At any moment, up to a third of us are struggling with pain in our knees. In a major US National Health Interview Survey in 2006, nearly a third of adults reported experiencing some type of joint pain, with more than a sixth reporting pain in the knee.
The situation is even worse in the UK, where major surveys in Bristol and Nottingham both estimated that up to a quarter of all adults suffer with chronic knee pain, while a Greater Manchester survey brought that figure up to nearly one-third of all men and women over the age of 45.
Even in China, knees are the most commonly reported parts that hurt and, indeed, with age the world over, the incidence of knee pain is only going in one direction.
Ask your doctor why and he’ll invariably point to age-related ‘wear and tear.’ Not much can be done for these worn-out joints, says medicine, other than to make you more comfortable with painkillers and other drugs until you’re an acceptable candidate for surgery.
When in doubt, cut it out
First stop on the surgical highway is arthroscopic surgery, where areas of ‘redundant’ cartilage and inflamed tissue are removed.

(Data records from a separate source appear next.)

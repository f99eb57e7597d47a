//! Deferred onscreen notifications
//!
//! Backends never call application callbacks directly. Native events (and swaps that complete
//! synchronously) only queue an [`OnscreenEvent`]; the queue is drained and callbacks are invoked
//! when the application dispatches the renderer's event source.

use std::{cell::RefCell, fmt, rc::Rc};

use indexmap::IndexMap;

use crate::utils::{ids::id_type, Rectangle, Size};

use super::onscreen::OnscreenId;

id_type!(
    /// Identifies a registered onscreen callback
    NotifyId
);

/// A notification about an onscreen surface
#[derive(Debug, Clone, Copy, PartialEq, Eq)]
pub enum OnscreenEvent {
    /// A swap of the onscreen finished
    SwapComplete {
        /// The onscreen
        onscreen: OnscreenId,
    },
    /// The onscreen changed size
    Resized {
        /// The onscreen
        onscreen: OnscreenId,
        /// Its new size
        size: Size,
    },
    /// Part of the onscreen has to be redrawn
    Dirty {
        /// The onscreen
        onscreen: OnscreenId,
        /// The area to redraw
        area: Rectangle,
    },
}

impl OnscreenEvent {
    /// The onscreen the event is about
    pub fn onscreen(&self) -> OnscreenId {
        match *self {
            OnscreenEvent::SwapComplete { onscreen }
            | OnscreenEvent::Resized { onscreen, .. }
            | OnscreenEvent::Dirty { onscreen, .. } => onscreen,
        }
    }

    fn kind(&self) -> EventKind {
        match self {
            OnscreenEvent::SwapComplete { .. } => EventKind::SwapComplete,
            OnscreenEvent::Resized { .. } => EventKind::Resized,
            OnscreenEvent::Dirty { .. } => EventKind::Dirty,
        }
    }
}

#[derive(Debug, Clone, Copy, PartialEq, Eq)]
pub(crate) enum EventKind {
    SwapComplete,
    Resized,
    Dirty,
}

/// Events waiting for the next dispatch
#[derive(Debug, Default)]
pub struct PendingNotifications {
    events: Vec<OnscreenEvent>,
}

impl PendingNotifications {
    /// Queue an event.
    ///
    /// Resizes of one onscreen coalesce, only the latest size is reported.
    pub fn push(&mut self, event: OnscreenEvent) {
        if let OnscreenEvent::Resized { onscreen, size } = event {
            let pending = self.events.iter_mut().find_map(|queued| match queued {
                OnscreenEvent::Resized {
                    onscreen: queued_onscreen,
                    size,
                } if *queued_onscreen == onscreen => Some(size),
                _ => None,
            });
            if let Some(pending) = pending {
                *pending = size;
                return;
            }
        }
        self.events.push(event);
    }

    /// Whether anything is queued
    pub fn is_empty(&self) -> bool {
        self.events.is_empty()
    }

    /// Take every queued event
    pub fn take(&mut self) -> Vec<OnscreenEvent> {
        std::mem::take(&mut self.events)
    }

    /// Drop everything queued for `onscreen`
    pub fn forget(&mut self, onscreen: OnscreenId) {
        self.events.retain(|event| event.onscreen() != onscreen);
    }
}

type Callback = Rc<RefCell<dyn FnMut(&OnscreenEvent)>>;

struct Entry {
    onscreen: OnscreenId,
    kind: EventKind,
    callback: Callback,
}

/// Registered onscreen callbacks
#[derive(Default)]
pub(crate) struct CallbackRegistry {
    entries: IndexMap<NotifyId, Entry>,
}

impl fmt::Debug for CallbackRegistry {
    fn fmt(&self, f: &mut fmt::Formatter<'_>) -> fmt::Result {
        f.debug_map()
            .entries(self.entries.iter().map(|(id, entry)| (id, (entry.onscreen, entry.kind))))
            .finish()
    }
}

impl CallbackRegistry {
    pub fn add(
        &mut self,
        onscreen: OnscreenId,
        kind: EventKind,
        callback: impl FnMut(&OnscreenEvent) + 'static,
    ) -> NotifyId {
        let id = NotifyId::next();
        self.entries.insert(
            id,
            Entry {
                onscreen,
                kind,
                callback: Rc::new(RefCell::new(callback)),
            },
        );
        id
    }

    pub fn remove(&mut self, onscreen: OnscreenId, kind: EventKind, id: NotifyId) -> bool {
        match self.entries.get(&id) {
            Some(entry) if entry.onscreen == onscreen && entry.kind == kind => {
                self.entries.shift_remove(&id);
                true
            }
            _ => false,
        }
    }

    pub fn contains(&self, id: NotifyId) -> bool {
        self.entries.contains_key(&id)
    }

    pub fn remove_onscreen(&mut self, onscreen: OnscreenId) {
        self.entries.retain(|_, entry| entry.onscreen != onscreen);
    }

    /// Callbacks interested in `event`, in registration order
    pub fn matching(&self, event: &OnscreenEvent) -> Vec<(NotifyId, Callback)> {
        self.entries
            .iter()
            .filter(|(_, entry)| entry.onscreen == event.onscreen() && entry.kind == event.kind())
            .map(|(id, entry)| (*id, entry.callback.clone()))
            .collect()
    }
}
//! Access to the GLX implementation
//!
//! [`GlxDriver`] is the seam between the GLX backend and the driver. [`GlxLibrary`] implements it
//! on top of `libGL` for an Xlib display. Entry points of optional extensions are only callable
//! once the backend handed the resolved symbols over with [`GlxDriver::set_extension_symbols`];
//! until then they report failure.

use std::{
    cell::RefCell,
    ffi::{c_int, c_uint, c_ulong, c_void, CStr, CString},
    fmt,
    ptr::{self, NonNull},
};

use tracing::trace;
use x11_dl::{
    glx::{self, Glx, GLXContext, GLXFBConfig},
    xlib::{self, Xlib},
};

use crate::{
    backend::{
        winsys::{LoaderError, SymbolLoader, SymbolTable},
        x11::VisualMasks,
    },
    utils::Rectangle,
};

use super::ffi;

/// A `GLXFBConfig` handle
#[derive(Debug, Clone, Copy, PartialEq, Eq, Hash)]
pub struct FbConfig(pub usize);

/// A `GLXContext` handle
#[derive(Debug, Clone, Copy, PartialEq, Eq, Hash)]
pub struct GlxContext(pub usize);

/// The X visual of a config
#[derive(Debug, Clone, Copy, PartialEq, Eq)]
pub struct VisualInfo {
    /// Visual id
    pub visual: u32,
    /// Depth of the visual
    pub depth: u8,
    /// Channel masks
    pub masks: VisualMasks,
}

/// GLX and GL calls used by the backend
#[allow(missing_docs)]
pub trait GlxDriver: fmt::Debug {
    /// GLX version, `None` if the server lacks the extension
    fn query_version(&self) -> Option<(u32, u32)>;
    /// Client and server extension string of the screen
    fn extensions(&self) -> String;
    /// Resolves extension and GL entry points
    fn loader(&self) -> &dyn SymbolLoader;
    /// Make the detected extension entry points callable
    fn set_extension_symbols(&self, symbols: SymbolTable);
    fn get_proc_address(&self, name: &str) -> Option<NonNull<c_void>>;

    /// Configs matching `attributes`, best first
    fn choose_fb_configs(&self, attributes: &[c_int]) -> Vec<FbConfig>;
    /// Every config of the screen
    fn fb_configs(&self) -> Vec<FbConfig>;
    fn fb_config_attrib(&self, config: FbConfig, attribute: c_int) -> Option<c_int>;
    fn visual_info(&self, config: FbConfig) -> Option<VisualInfo>;

    fn create_new_context(&self, config: FbConfig) -> Option<GlxContext>;
    /// `glXCreateContextAttribs`, requires the create context extension
    fn create_context_attribs(&self, config: FbConfig, attributes: &[c_int]) -> Option<GlxContext>;
    fn is_direct(&self, context: GlxContext) -> bool;
    fn destroy_context(&self, context: GlxContext);
    /// Bind `context` to `drawable`, or release the current context
    fn make_current(&self, drawable: u32, context: Option<GlxContext>) -> bool;

    fn create_window(&self, config: FbConfig, window: u32) -> Option<u32>;
    fn destroy_window(&self, drawable: u32);
    fn swap_buffers(&self, drawable: u32);
    /// Value of a drawable attribute.
    ///
    /// A bad drawable is reported through the X error handler, so callers trap errors around
    /// the query and discard the value when one was caught.
    fn query_drawable(&self, drawable: u32, attribute: c_int) -> Option<u32>;
    fn select_event(&self, drawable: u32, mask: c_ulong);

    fn swap_interval(&self, interval: c_int) -> bool;
    fn get_video_sync(&self) -> Option<u32>;
    /// Block until the video sync counter moves
    fn wait_video_sync(&self) -> bool;
    /// Block until the next media stream counter increment of `drawable`
    fn wait_for_msc(&self, drawable: u32) -> bool;
    fn copy_sub_buffer(&self, drawable: u32, area: Rectangle) -> bool;
    fn create_pixmap(&self, config: FbConfig, pixmap: u32, attributes: &[c_int]) -> Option<u32>;
    fn destroy_pixmap(&self, glx_pixmap: u32);
    fn bind_tex_image(&self, glx_pixmap: u32);
    fn release_tex_image(&self, glx_pixmap: u32);

    fn finish(&self);
    fn flush(&self);
    fn has_blit_framebuffer(&self) -> bool;
    /// Copy `areas` of the back buffer to the front buffer
    fn blit_to_front(&self, areas: &[Rectangle]);
    fn gen_texture(&self) -> Option<u32>;
    fn bind_texture(&self, texture: u32);
    fn delete_texture(&self, texture: u32);
}

const GL_REQUIRED: &[&str] = &["glFinish", "glFlush", "glGenTextures", "glBindTexture", "glDeleteTextures"];
const GL_OPTIONAL: &[&str] = &["glBlitFramebuffer", "glDrawBuffer", "glReadBuffer"];

/// `libGL` bound to an Xlib display
pub struct GlxLibrary {
    xlib: Xlib,
    glx: Glx,
    display: *mut xlib::Display,
    screen: c_int,
    gl: SymbolTable,
    extensions: RefCell<SymbolTable>,
}

impl fmt::Debug for GlxLibrary {
    fn fmt(&self, f: &mut fmt::Formatter<'_>) -> fmt::Result {
        f.debug_struct("GlxLibrary")
            .field("display", &self.display)
            .field("screen", &self.screen)
            .field("extensions", &self.extensions.borrow().len())
            .finish_non_exhaustive()
    }
}

impl GlxLibrary {
    /// Load `libGL` for `display`
    ///
    /// # Safety
    ///
    /// `display` must be a valid Xlib `Display*` outliving the library.
    pub unsafe fn open(display: *mut c_void, screen: usize) -> Result<GlxLibrary, LoaderError> {
        let xlib = Xlib::open().map_err(|err| LoaderError::Open {
            name: "libX11.so.6",
            reason: err.to_string(),
        })?;
        let glx = Glx::open().map_err(|err| LoaderError::Open {
            name: "libGL.so.1",
            reason: err.to_string(),
        })?;

        let mut library = GlxLibrary {
            xlib,
            glx,
            display: display as *mut xlib::Display,
            screen: screen as c_int,
            gl: SymbolTable::new(),
            extensions: RefCell::new(SymbolTable::new()),
        };

        let mut gl = SymbolTable::new();
        gl.load_required(&library, GL_REQUIRED)?;
        for &name in GL_OPTIONAL {
            if let Some(address) = library.resolve(name) {
                gl.insert(name, address);
            }
        }
        library.gl = gl;
        Ok(library)
    }

    fn gl<F: Copy>(&self, name: &str) -> Option<F> {
        // SAFETY: every caller names `F` after the ffi alias of `name`
        unsafe { self.gl.get::<F>(name) }
    }

    fn ext<F: Copy>(&self, name: &str) -> Option<F> {
        // SAFETY: every caller names `F` after the ffi alias of `name`
        unsafe { self.extensions.borrow().get::<F>(name) }
    }

    fn config(config: FbConfig) -> GLXFBConfig {
        config.0 as GLXFBConfig
    }

    fn context(context: GlxContext) -> GLXContext {
        context.0 as GLXContext
    }

    fn collect_configs(&self, list: *mut GLXFBConfig, count: c_int) -> Vec<FbConfig> {
        if list.is_null() {
            return Vec::new();
        }
        // SAFETY: GLX returned `count` configs at `list`, freed below
        let configs = unsafe { std::slice::from_raw_parts(list, count.max(0) as usize) }
            .iter()
            .map(|config| FbConfig(*config as usize))
            .collect();
        unsafe { (self.xlib.XFree)(list as *mut c_void) };
        configs
    }
}

impl SymbolLoader for GlxLibrary {
    fn resolve(&self, name: &str) -> Option<NonNull<c_void>> {
        let symbol = CString::new(name).ok()?;
        let address = unsafe { (self.glx.glXGetProcAddress)(symbol.as_ptr() as *const u8) }?;
        NonNull::new(address as *mut c_void)
    }
}
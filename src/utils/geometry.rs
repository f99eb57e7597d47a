/// A size in pixels
#[derive(Debug, Clone, Copy, PartialEq, Eq, Hash, Default)]
pub struct Size {
    /// Width
    pub w: i32,
    /// Height
    pub h: i32,
}

impl Size {
    /// Create a new size
    pub const fn new(w: i32, h: i32) -> Self {
        Size { w, h }
    }

    /// Whether this size covers no pixels
    pub fn is_empty(&self) -> bool {
        self.w <= 0 || self.h <= 0
    }
}

impl From<(i32, i32)> for Size {
    fn from((w, h): (i32, i32)) -> Self {
        Size { w, h }
    }
}

/// An axis-aligned rectangle, origin in the top-left corner
#[derive(Debug, Clone, Copy, PartialEq, Eq, Hash, Default)]
pub struct Rectangle {
    /// Left edge
    pub x: i32,
    /// Top edge
    pub y: i32,
    /// Width
    pub width: i32,
    /// Height
    pub height: i32,
}

impl Rectangle {
    /// Create a rectangle from its location and size
    pub const fn new(x: i32, y: i32, width: i32, height: i32) -> Self {
        Rectangle { x, y, width, height }
    }

    /// A rectangle at the origin covering `size`
    pub const fn from_size(size: Size) -> Self {
        Rectangle {
            x: 0,
            y: 0,
            width: size.w,
            height: size.h,
        }
    }

    /// Size of this rectangle
    pub fn size(&self) -> Size {
        Size::new(self.width, self.height)
    }

    /// Whether this rectangle covers no pixels
    pub fn is_empty(&self) -> bool {
        self.width <= 0 || self.height <= 0
    }

    /// Convert into a bottom-left origin for a framebuffer of the given height.
    ///
    /// GL window-system calls expect this orientation.
    pub fn flipped_y(&self, framebuffer_height: i32) -> Rectangle {
        Rectangle {
            y: framebuffer_height - self.y - self.height,
            ..*self
        }
    }

    /// Smallest rectangle containing both `self` and `other`
    pub fn merge(self, other: Rectangle) -> Rectangle {
        let x1 = self.x.min(other.x);
        let y1 = self.y.min(other.y);
        let x2 = (self.x + self.width).max(other.x + other.width);
        let y2 = (self.y + self.height).max(other.y + other.height);
        Rectangle::new(x1, y1, x2 - x1, y2 - y1)
    }

    /// Bounding box of a list of rectangles, `None` if the list is empty
    pub fn bounding_box(rects: impl IntoIterator<Item = Rectangle>) -> Option<Rectangle> {
        rects.into_iter().reduce(Rectangle::merge)
    }
}

#[cfg(test)]
mod tests {
    use super::*;

    #[test]
    fn flip_converts_to_bottom_left_origin() {
        let rect = Rectangle::new(10, 20, 30, 40);
        assert_eq!(rect.flipped_y(600), Rectangle::new(10, 540, 30, 40));
        // flipping twice is the identity
        assert_eq!(rect.flipped_y(600).flipped_y(600), rect);
    }

    #[test]
    fn bounding_box_covers_all_inputs() {
        let rects = [
            Rectangle::new(5, 5, 10, 10),
            Rectangle::new(-2, 8, 3, 1),
            Rectangle::new(20, 0, 1, 30),
        ];
        let bbox = Rectangle::bounding_box(rects).unwrap();
        assert_eq!(bbox, Rectangle::new(-2, 0, 23, 30));
        assert!(Rectangle::bounding_box(std::iter::empty()).is_none());
    }
}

Last year, some 650,000 people in the US alone were offered this surgery, even though there’s never been evidence to suggest the procedure either cures or arrests the osteoarthritis process.
In one study of 180 patients, one group was given the surgery, another was given a similar operation and a third was given a sham operation—the patients were surgically prepared, placed under anesthesia and wheeled into the operating room where incisions were made in their knees, but no actual procedure carried out.
Over the next two years, during which time none of the patients knew who’d received which kind of treatment, all three groups reported moderate improvements in pain and function.
In fact, the group who’d had the fake operation reported better results than some who’d actually undergone the real one. The mental expectation of healing was enough to marshal the body’s healing mechanisms—and it was these that produced the physical improvements, not the surgery itself.
Record numbers
But so ingrained is the idea that joints simply erode away with time that your doctor is bound to start urging you to have replacement surgery once you hit age 55. Some half a million knee replacements are performed in the US every year, and this figure is set to increase by an incredible 673 per cent over the next two decades, according to the American Academy of Orthopaedic Surgeons.
The medical research claims an astonishing success rate for 95 per cent of knee operations, with the majority remaining functional for at least 10 years.
But that impeccable track record refers simply to the knee replacements that ‘take’ while carefully omitting the overall complication rate of nearly one-fifth, which can include deep-seated infections, pulmonary embolism (obstruction in a blood vessel going to the lungs), deep venous thrombosis (blood clot in a vein), nerve damage to a limb or elsewhere and even, in extremely rare cases, permanent injury to a foot or loss of a limb.
Unnecessary operations
The fact is, doctors rush in far too quickly to replace knees. As new research has recently uncovered, some one-third of knee replacements in arthritis sufferers shouldn’t have happened in the first place, while the need for such surgery was debatable in a further 22 per cent. The report from the Virginia Commonwealth University in the US concluded that only 44 per cent of procedures were fully justified.
Impose those percentages on the 80,000 knee replacements carried out in the UK and the 600,000 carried out in the US every year, and you come up with the incredible statistic that more than 340,000 of them may not have been necessary.
Florida pain specialist Dr Mitchell Yass, for one, is convinced even that’s an understatement. Dr Yass, like Egoscue pioneer Pete Egoscue, is one of the few outliers who believes that worn-out joints are rarely the source of pain.
In virtually every instance, what presents as knee pain is actually being caused by a muscle imbalance around the knee, creating misalignments that eventually translate into pain.
Muscles, not joints
Yass says he has treated more than 14,000 patients and, in 95 per cent of cases, he says, the joint itself, even when severely arthritic, was not the problem.
Egoscue specialists all over the world, who have collectively treated hundreds of thousands of patients, repeatedly demonstrate – as they have for me – that pain in a hip or knee is invariably a postural or muscle imbalance. Fix the imbalance with a few simple exercises, and the pain disappears.
Knee pain is yet another instance where doctors believe that a problem can only be sorted by some sort of heroic intervention. As with so much in life, the answer is often easier than you think.